Dynamic–Mechanical Properties of Bioartificial Polymeric Materials

Abstract

Bioartificial polymeric materials represent a new class of polymeric materials based on blends of synthetic and natural polymers, designed with the purpose of producing new materials with enhanced properties with respect to the single components. The mechanical properties of bioartificial materials prepared using poly(vinyl alcohol) (PVA), poly(acrylic acid) (PAA) and poly(methacrylic acid) (PMAA) as synthetic components, and collagen (SC), gelatin, starch, hyaluronic acid (HA) and dextran as biological components, were investigated by dynamic mechanical thermal analysis. The materials were prepared in the form of films or hydrogels and treated by glutaraldehyde (GTA) vapour or thermal dehydration in order to reduce their solubility in water.
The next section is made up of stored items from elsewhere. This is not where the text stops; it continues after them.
//! Storage engine trait definitions.
//!
//! `LotStore` is the only path to persisted lots and ledger entries. Reads
//! may happen anywhere; every write goes through a `StoreTxn`, which the
//! concurrency controller opens only after the lots involved are locked.

use std::path::Path;

use super::types::{
    EntryFilter, LedgerEntry, Lot, LotDelta, LotId, NewLedgerEntry, NewLot, StoreSnapshot,
};
use crate::error::Result;

/// Durable keyed storage of lots and the transaction log.
///
/// All implementations must ensure:
/// - Lot identifiers come from a monotonic sequence and are never reused
/// - Lots are never deleted
/// - Ledger entries are append-only
/// - A transaction is serializable against every other transaction
pub trait LotStore: Send + Sync {
    /// Transaction handle. Dropping it without `commit` rolls back.
    type Txn<'a>: StoreTxn
    where
        Self: 'a;

    /// Open a write transaction.
    ///
    /// # Errors
    ///
    /// Returns `LedgerError::Retryable` if the backend could not obtain its
    /// write lock within the configured wait.
    fn begin(&self) -> Result<Self::Txn<'_>>;

    /// Get a lot by identifier.
    ///
    /// Returns `Ok(None)` if the lot does not exist.
    fn get_lot(&self, id: LotId) -> Result<Option<Lot>>;

    /// Identifiers of every lot holding `item`, ascending.
    fn lot_ids_for_item(&self, item: &str) -> Result<Vec<LotId>>;

    /// Every lot holding `item`, ascending by identifier.
    fn lots_for_item(&self, item: &str) -> Result<Vec<Lot>>;

    /// Every lot in the store, ascending by identifier.
    fn list_lots(&self) -> Result<Vec<Lot>>;

    /// List ledger entries matching the filter.
    ///
    /// Entries are returned in append order unless the filter asks for
    /// newest first.
    fn list_entries(&self, filter: &EntryFilter) -> Result<Vec<LedgerEntry>>;

    /// Every lot and every ledger entry from one consistent read.
    fn snapshot(&self) -> Result<StoreSnapshot>;

    /// Check backend-level integrity (page checksums, foreign keys).
    fn check_integrity(&self) -> Result<()>;

    /// Write a consistent snapshot of the store to `destination`.
    fn backup_to(&self, destination: &Path) -> Result<()>;
}

/// An open write transaction.
pub trait StoreTxn {
    /// Read a lot inside the transaction.
    fn get_lot(&mut self, id: LotId) -> Result<Option<Lot>>;

    /// Identifiers of every lot holding `item`, ascending.
    fn lot_ids_for_item(&mut self, item: &str) -> Result<Vec<LotId>>;

    /// Every lot holding `item`, ascending by identifier.
    fn lots_for_item(&mut self, item: &str) -> Result<Vec<Lot>>;

    /// Create a lot, allocating the next identifier.
    fn insert_lot(&mut self, lot: &NewLot) -> Result<Lot>;

    /// Apply a quantity change to a lot.
    ///
    /// # Errors
    ///
    /// Returns `LedgerError::NotFound` if the lot does not exist, and
    /// `LedgerError::InvariantViolation` if either resulting quantity would
    /// be negative.
    fn apply_delta(&mut self, id: LotId, delta: &LotDelta) -> Result<Lot>;

    /// Append one ledger entry.
    fn append_entry(&mut self, entry: &NewLedgerEntry) -> Result<LedgerEntry>;

    /// Make every change of this transaction durable.
    fn commit(self) -> Result<()>
    where
        Self: Sized;
}

#[cfg(test)]
mod tests {
    use super::*;

    #[test]
    fn test_trait_definition_compiles() {
        fn _accepts_lot_store<T: LotStore>(_store: &T) {}
        fn _accepts_txn<T: StoreTxn>(_txn: T) {}
    }
}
The results indicate that SC/PVA, gelatin/PVA and starch/PVA films behave as biphasic systems, showing good mechanical properties over a wide range of temperature. It was observed that the GTA procedure affects only the biological component of the SC/PVA and gelatin/PVA blends, whilst the thermal treatment influences mainly the synthetic polymer. In the case of HA/PVA hydrogels, a modulus variation was found with the HA content related to the organization degree and perfection of the PVA network structure. It seems evident that, in the experimental conditions used, dextran/PAA mixtures behave as miscible blends showing a glass transition intermediate between those of the pure components. With both untreated and GTA-treated gelatin/PMAA blends, it was not possible to evaluate the miscibility of the systems; it could only be affirmed that these materials show good mechanical properties over a wide range of temperature. © 1997 SCI.